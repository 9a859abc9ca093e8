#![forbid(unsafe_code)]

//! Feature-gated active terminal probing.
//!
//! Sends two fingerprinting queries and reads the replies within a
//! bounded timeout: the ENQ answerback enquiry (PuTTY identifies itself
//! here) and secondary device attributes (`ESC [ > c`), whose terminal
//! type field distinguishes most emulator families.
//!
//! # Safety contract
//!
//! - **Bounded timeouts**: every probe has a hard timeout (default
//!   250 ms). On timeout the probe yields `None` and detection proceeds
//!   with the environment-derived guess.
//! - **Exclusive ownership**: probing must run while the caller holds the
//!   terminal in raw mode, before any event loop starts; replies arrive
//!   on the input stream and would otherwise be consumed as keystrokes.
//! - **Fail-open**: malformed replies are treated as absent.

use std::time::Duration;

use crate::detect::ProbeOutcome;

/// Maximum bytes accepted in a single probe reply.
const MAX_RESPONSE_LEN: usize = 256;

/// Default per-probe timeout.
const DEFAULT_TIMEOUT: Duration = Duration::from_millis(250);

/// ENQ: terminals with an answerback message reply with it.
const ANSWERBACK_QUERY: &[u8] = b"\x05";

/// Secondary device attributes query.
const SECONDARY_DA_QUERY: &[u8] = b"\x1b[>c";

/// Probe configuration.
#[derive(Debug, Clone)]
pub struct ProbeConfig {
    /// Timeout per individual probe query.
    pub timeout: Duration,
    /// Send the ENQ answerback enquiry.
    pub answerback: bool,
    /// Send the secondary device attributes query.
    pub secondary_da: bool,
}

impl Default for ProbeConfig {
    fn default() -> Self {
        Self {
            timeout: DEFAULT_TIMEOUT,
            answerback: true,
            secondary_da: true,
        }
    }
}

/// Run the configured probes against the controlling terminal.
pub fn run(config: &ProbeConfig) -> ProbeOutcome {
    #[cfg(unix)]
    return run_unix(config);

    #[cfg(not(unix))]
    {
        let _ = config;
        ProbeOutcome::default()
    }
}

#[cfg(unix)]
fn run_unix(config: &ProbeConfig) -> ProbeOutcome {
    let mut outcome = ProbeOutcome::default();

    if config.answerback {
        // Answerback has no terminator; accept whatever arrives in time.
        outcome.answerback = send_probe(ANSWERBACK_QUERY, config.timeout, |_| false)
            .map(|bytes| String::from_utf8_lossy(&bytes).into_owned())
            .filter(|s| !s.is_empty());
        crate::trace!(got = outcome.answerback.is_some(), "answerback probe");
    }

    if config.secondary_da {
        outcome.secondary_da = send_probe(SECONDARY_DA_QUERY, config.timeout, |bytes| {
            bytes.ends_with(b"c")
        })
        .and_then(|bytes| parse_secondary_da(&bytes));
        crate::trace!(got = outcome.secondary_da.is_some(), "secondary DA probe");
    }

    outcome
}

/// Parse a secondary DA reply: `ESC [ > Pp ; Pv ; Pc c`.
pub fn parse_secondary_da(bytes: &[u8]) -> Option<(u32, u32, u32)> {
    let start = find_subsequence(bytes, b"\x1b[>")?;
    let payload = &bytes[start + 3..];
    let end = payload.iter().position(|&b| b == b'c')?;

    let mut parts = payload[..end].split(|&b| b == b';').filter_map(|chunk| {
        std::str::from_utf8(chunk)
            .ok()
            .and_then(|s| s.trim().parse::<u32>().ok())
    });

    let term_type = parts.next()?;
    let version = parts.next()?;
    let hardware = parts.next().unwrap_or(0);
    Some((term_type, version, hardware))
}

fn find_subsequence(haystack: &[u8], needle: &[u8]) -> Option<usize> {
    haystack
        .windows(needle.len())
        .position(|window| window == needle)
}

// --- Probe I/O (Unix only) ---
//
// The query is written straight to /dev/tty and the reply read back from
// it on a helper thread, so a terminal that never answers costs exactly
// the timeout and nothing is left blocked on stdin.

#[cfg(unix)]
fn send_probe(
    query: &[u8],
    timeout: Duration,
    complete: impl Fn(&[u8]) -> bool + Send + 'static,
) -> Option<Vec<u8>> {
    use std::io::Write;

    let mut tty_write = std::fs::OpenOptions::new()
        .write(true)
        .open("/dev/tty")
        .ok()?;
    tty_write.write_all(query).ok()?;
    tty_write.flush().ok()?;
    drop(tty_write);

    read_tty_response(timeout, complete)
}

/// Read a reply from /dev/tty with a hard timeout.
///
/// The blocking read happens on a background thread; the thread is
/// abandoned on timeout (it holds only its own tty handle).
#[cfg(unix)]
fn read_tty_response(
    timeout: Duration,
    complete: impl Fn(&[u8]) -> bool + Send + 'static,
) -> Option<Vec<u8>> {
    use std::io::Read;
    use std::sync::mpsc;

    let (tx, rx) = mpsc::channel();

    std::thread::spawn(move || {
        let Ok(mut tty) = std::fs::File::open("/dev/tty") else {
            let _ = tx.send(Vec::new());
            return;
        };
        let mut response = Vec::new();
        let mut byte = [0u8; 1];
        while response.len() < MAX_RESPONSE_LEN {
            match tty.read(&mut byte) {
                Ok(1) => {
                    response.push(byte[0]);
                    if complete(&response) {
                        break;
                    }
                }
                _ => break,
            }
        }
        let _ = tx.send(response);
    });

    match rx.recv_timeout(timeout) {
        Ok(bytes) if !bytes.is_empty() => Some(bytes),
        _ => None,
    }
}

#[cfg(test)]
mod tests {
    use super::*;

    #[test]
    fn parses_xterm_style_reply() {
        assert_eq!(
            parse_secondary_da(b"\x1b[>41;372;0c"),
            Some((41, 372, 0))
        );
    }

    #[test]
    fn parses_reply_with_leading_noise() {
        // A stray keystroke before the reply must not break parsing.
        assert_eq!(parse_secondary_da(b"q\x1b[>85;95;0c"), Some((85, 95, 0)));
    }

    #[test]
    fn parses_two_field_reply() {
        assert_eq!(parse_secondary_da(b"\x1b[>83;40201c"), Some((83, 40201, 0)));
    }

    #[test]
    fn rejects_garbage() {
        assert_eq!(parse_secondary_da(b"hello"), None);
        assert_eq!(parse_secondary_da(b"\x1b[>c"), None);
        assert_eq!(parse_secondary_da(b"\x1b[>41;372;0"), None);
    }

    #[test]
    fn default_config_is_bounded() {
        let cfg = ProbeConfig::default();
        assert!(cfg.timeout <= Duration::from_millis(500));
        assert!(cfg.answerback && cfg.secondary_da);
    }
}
---
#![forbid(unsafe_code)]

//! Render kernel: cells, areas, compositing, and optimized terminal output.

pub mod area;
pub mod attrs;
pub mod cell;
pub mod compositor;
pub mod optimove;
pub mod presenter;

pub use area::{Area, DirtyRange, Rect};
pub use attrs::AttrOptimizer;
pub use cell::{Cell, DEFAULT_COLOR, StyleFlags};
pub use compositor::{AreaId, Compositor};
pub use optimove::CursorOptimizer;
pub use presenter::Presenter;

*Your task:*
Return exactly the lines above from the line that has "pub mod presenter;" through the line that has "pub use presenter::Presenter;", inclusive, and nothing else.

*Exercise answer:*
pub mod presenter;

pub use area::{Area, DirtyRange, Rect};
pub use attrs::AttrOptimizer;
pub use cell::{Cell, DEFAULT_COLOR, StyleFlags};
pub use compositor::{AreaId, Compositor};
pub use optimove::CursorOptimizer;
pub use presenter::Presenter;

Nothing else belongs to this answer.